Septiembre y las dos versiones del mexicano
Septiembre significa para México el mes patrio por excelencia: banderas, colores y pirotecnia inundan las calles en los días previos a la madrugada del 16. El nacimiento de nuestra nación es un claro motivo de festejo y México nunca dice que ‘no’ a las fiestas, mucho menos a celebrar semejante ocasión y elevar la voz con un ¡Viva!
Pero septiembre también es sinónimo de tragedia y quienes gritaban con júbilo ante el sonar de la campana tres días antes, ahora parecen sombríos y guardan minutos de silencio: ha llegado el 19 de septiembre.
Este año, la fecha no solo representa una doble conmemoración, también se sienten el temor y la incertidumbre. Para las generaciones anteriores a la mía, el 2017 fue revivir un doloroso recuerdo y para quienes no vivimos el 85 quedamos marcados para siempre por una nueva y terrible coincidencia.
La marca fue de impresión, de miedo, de frustración, de dolor, pero sobre todo, de fraternidad y humanidad. Medios internacionales compartieron al mundo la insólita noticia de que el gobierno mexicano había tenido que pedirle a la gente que regresara a sus casas, porque ya éramos demasiados en las calles buscando ayudar.
Como hace 33 años, el 19 de septiembre pasado también puso al descubierto la corrupción, la egolatría y la irresponsabilidad y, en los meses siguientes, la impunidad y el olvido. Claro que hay múltiples casos y dolencias sin resolver y que debemos señalar. Sin embargo, a un año del sismo del 2017, lo que queda en mi sentido es una imagen, una que permanece vívida y clara hasta hoy, como una luz que se filtra entre los recuerdos de aquel sombrío día de septiembre.
No quedó grabada en mí la gente que eludió sus responsabilidades tras las investigaciones, ni aquellos que asaltaron a los que esperaban en la calle afuera de los edificios o atrapados en el tráfico por horas; tampoco tengo la imagen de quienes sólo fueron a las zonas de desastre a hacer acto de presencia sin mover ni una piedra. Lo que vuelve a mi mente, lo que verdaderamente quedó estampado en mi conciencia fue el gesto de un bombero que trabajó 18 horas sin parar para sacar gente de los escombros.
En cinco minutos de silencio —que fueron los cinco minutos más largos de mi vida—, el hombre se sentó sobre una cubeta que antes había utilizado para remover escombros. Recuperando el aliento, marinos, ciudadanos y miembros del ejército trataban de escuchar a las personas enterradas. Puños cerrados se elevaban en el aire. Yo estaba en la escena porque necesitaban manos para repartir agua y algo de comida a quienes llevaban horas en las labores de rescate. El polvo nos rodeaba a todos y el silencio era monumental. Yo buscaba respirar lo más despacio posible para no hacer ruido.

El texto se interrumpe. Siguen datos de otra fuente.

//! Cache configuration (`spec.md` §6; SPEC_FULL.md §13).
//!
//! Shaped after `kv-cli/src/config.rs`'s `ConfigLoad`: a plain struct with
//! a `Default` impl that spells out the literal defaults, rather than a
//! builder. Unlike `ConfigLoad` this isn't loaded from a file — the cache
//! is embedded in a host program (`spec.md` §6), so `CacheOptions` is just
//! a constructor argument.

use crate::committing_transaction::CommittingTransaction;
use crate::error::CResult;
use crate::merge::{DeepMerge, EntityMergeStrategy, RetainAll, RevisionMergeStrategy, TransactionView};
use std::hash::Hash;
use std::sync::Arc;

/// Default LRU capacity (`spec.md` §6).
pub const DEFAULT_LRU_CAPACITY: usize = 10_000;
/// Default advisory TTL, in milliseconds (`spec.md` §6).
pub const DEFAULT_TTL_MS: i64 = 60_000;
/// Default commit timeout, in milliseconds (`spec.md` §4.4).
pub const DEFAULT_COMMIT_TIMEOUT_MS: u64 = 10_000;

#[derive(Clone, Copy, Debug, PartialEq, Eq)]
pub struct ExpirationOptions {
    pub lru: usize,
    pub ttl_ms: i64,
}

impl Default for ExpirationOptions {
    fn default() -> Self {
        Self { lru: DEFAULT_LRU_CAPACITY, ttl_ms: DEFAULT_TTL_MS }
    }
}

/// Invoked with the live transaction's read-only view and the committing
/// transaction's staging APIs at the end of every commit, before install —
/// the extension point for custom retention policy (`spec.md` §6, §9).
pub trait CommitHook<K>: Send + Sync {
    fn on_commit(
        &self,
        txn: &dyn TransactionView<K>,
        committing: &mut CommittingTransaction<K>,
    ) -> CResult<()>;
}

struct NoopCommitHook;

impl<K> CommitHook<K> for NoopCommitHook {
    fn on_commit(
        &self,
        _txn: &dyn TransactionView<K>,
        _committing: &mut CommittingTransaction<K>,
    ) -> CResult<()> {
        Ok(())
    }
}

pub struct CacheHooks<K> {
    pub entity_merge_strategy: Arc<dyn EntityMergeStrategy<K>>,
    pub revision_merge_strategy: Arc<dyn RevisionMergeStrategy<K>>,
    pub commit: Arc<dyn CommitHook<K>>,
}

impl<K: Clone + Eq + Hash + 'static> Default for CacheHooks<K> {
    fn default() -> Self {
        Self {
            entity_merge_strategy: Arc::new(DeepMerge),
            revision_merge_strategy: Arc::new(RetainAll),
            commit: Arc::new(NoopCommitHook),
        }
    }
}

pub struct CacheOptions<K> {
    pub expiration: ExpirationOptions,
    pub hooks: CacheHooks<K>,
    /// Commit timeout (`spec.md` §4.4): `None` disables the timeout
    /// (`timeout: false` in the source spec), `Some(ms)` races commit
    /// against that duration.
    pub commit_timeout_ms: Option<u64>,
}

impl<K: Clone + Eq + Hash + 'static> Default for CacheOptions<K> {
    fn default() -> Self {
        Self {
            expiration: ExpirationOptions::default(),
            hooks: CacheHooks::default(),
            commit_timeout_ms: Some(DEFAULT_COMMIT_TIMEOUT_MS),
        }
    }
}
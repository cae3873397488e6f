//! # Quadmap
//!
//! A Rust implementation of an open-addressing hash table with quadratic probing.
//!
//! `QuadMap` stores its entries directly in a prime-sized array of cells. A key
//! is placed at the first open cell of the sequence `(h + j²) mod capacity`;
//! removed entries leave tombstones so that later lookups can walk past them.
//! The table keeps its load at or below a configurable factor (0.5 by default)
//! and grows to the first prime at or above 1.5 times its capacity, which
//! guarantees that an insertion always finds an open cell.
//!
//! The crate also provides:
//!
//! - `DynamicArray`: the growable, index-checked array backing the table
//! - Live key, value and entry views with fail-fast cursors
//! - `GenreStats` and `Dataset`: a small ratings aggregator built on the table
//!
//! ## Basic Usage
//!
//! ```rust
//! use quadmap::QuadMap;
//!
//! // Create a new hash map
//! let mut map = QuadMap::new();
//!
//! // Insert values
//! map.put("apple".to_string(), 1);
//! map.put("banana".to_string(), 2);
//!
//! // Retrieve values
//! assert_eq!(map.get("apple"), Some(&1));
//!
//! // Update values
//! assert_eq!(map.put("apple".to_string(), 10), Some(1));
//! assert_eq!(map.get("apple"), Some(&10));
//!
//! // Remove values
//! assert_eq!(map.remove("apple"), Some(10));
//! assert_eq!(map.get("apple"), None);
//! ```
//!
//! ## Views and Cursors
//!
//! ```rust
//! use quadmap::{MapView, QuadMap, TableError};
//!
//! let mut map: QuadMap<String, i32> = QuadMap::new();
//! map.put("cherry".to_string(), 3);
//! map.put("date".to_string(), 4);
//!
//! // Removing through a view removes from the table
//! let mut keys = map.key_view();
//! assert!(keys.remove(&"date".to_string()));
//! assert_eq!(map.len(), 1);
//!
//! // Cursors fail fast once the table changes under them
//! let mut cursor = map.key_view().cursor();
//! map.put("elder".to_string(), 5);
//! assert_eq!(cursor.next(&map), Err(TableError::ConcurrentModification));
//! ```

/// Module implementing the construction parameters of the table
mod config;
/// Module implementing fail-fast cursors
mod cursor;
/// Module implementing the CSV series loader
mod dataset;
/// Module implementing the growable array backing the table
mod dynamic_array;
/// Module defining the error types
mod error;
/// Module installing the process logger
mod logger;
/// Module implementing the quadratic probe sequence and prime arithmetic
mod probe;
/// Module implementing the open-addressing hash table
mod quad_map;
/// Module implementing table cells
mod slot;
/// Module implementing per-genre statistics
mod stats;
/// Utility functions and traits for the hash map
mod utils;
/// Module implementing live views over the table
mod views;

/// Test-only keys with chosen digests
#[cfg(test)]
mod test_support;

pub use config::{DEFAULT_INITIAL_CAPACITY, DEFAULT_LOAD_FACTOR, MIN_LOAD_FACTOR, TableConfig};
pub use cursor::{EntryCursor, KeyCursor, ValueCursor};
pub use dataset::{Dataset, parse as parse_dataset};
pub use dynamic_array::DynamicArray;
pub use error::{DatasetError, TableError};
pub use logger::initialize_logger;
pub use quad_map::{DefaultState, Iter, Keys, QuadMap, Values};
pub use slot::SlotState;
pub use stats::{GenreStats, GenreSummary};
pub use utils::{MapExtensions, from_iter};
pub use views::{EntryView, KeyView, MapView, ValueView};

Cuando levanté la mirada, me encontré con el rostro de aquel bombero, que a través de la suciedad, el cansancio y el sudor, reflejaba resignación. El vacío de su mirada me hizo pensar que estaba entregado al agotamiento, al hambre, a la sed. Sin embargo, a pesar de todo, su compromiso estaba ahí inquebrantable, intacto, férreo.
A los cinco minutos, la velocidad y el ruido volvieron a inundar la cuadra, el bombero se levantó y siguió con su labor como si nada, labor que se había convertido en un trance, una jornada extenuante en que su persona ya no tenía necesidades propias, ni ningún otro objetivo más que ayudar y salvar a sus compatriotas.
En un día de caos como aquel, en el que las emociones están despiertas, el ser humano puede ser su mejor o peor versión: empático o apático, enemigo o hermano. En mi memoria y en mi marca personal del 19 de septiembre, luto del mes patrio, estará siempre grabado ese instante en que pude fotografiar a un mexicano que ese día, optó por ser la primera.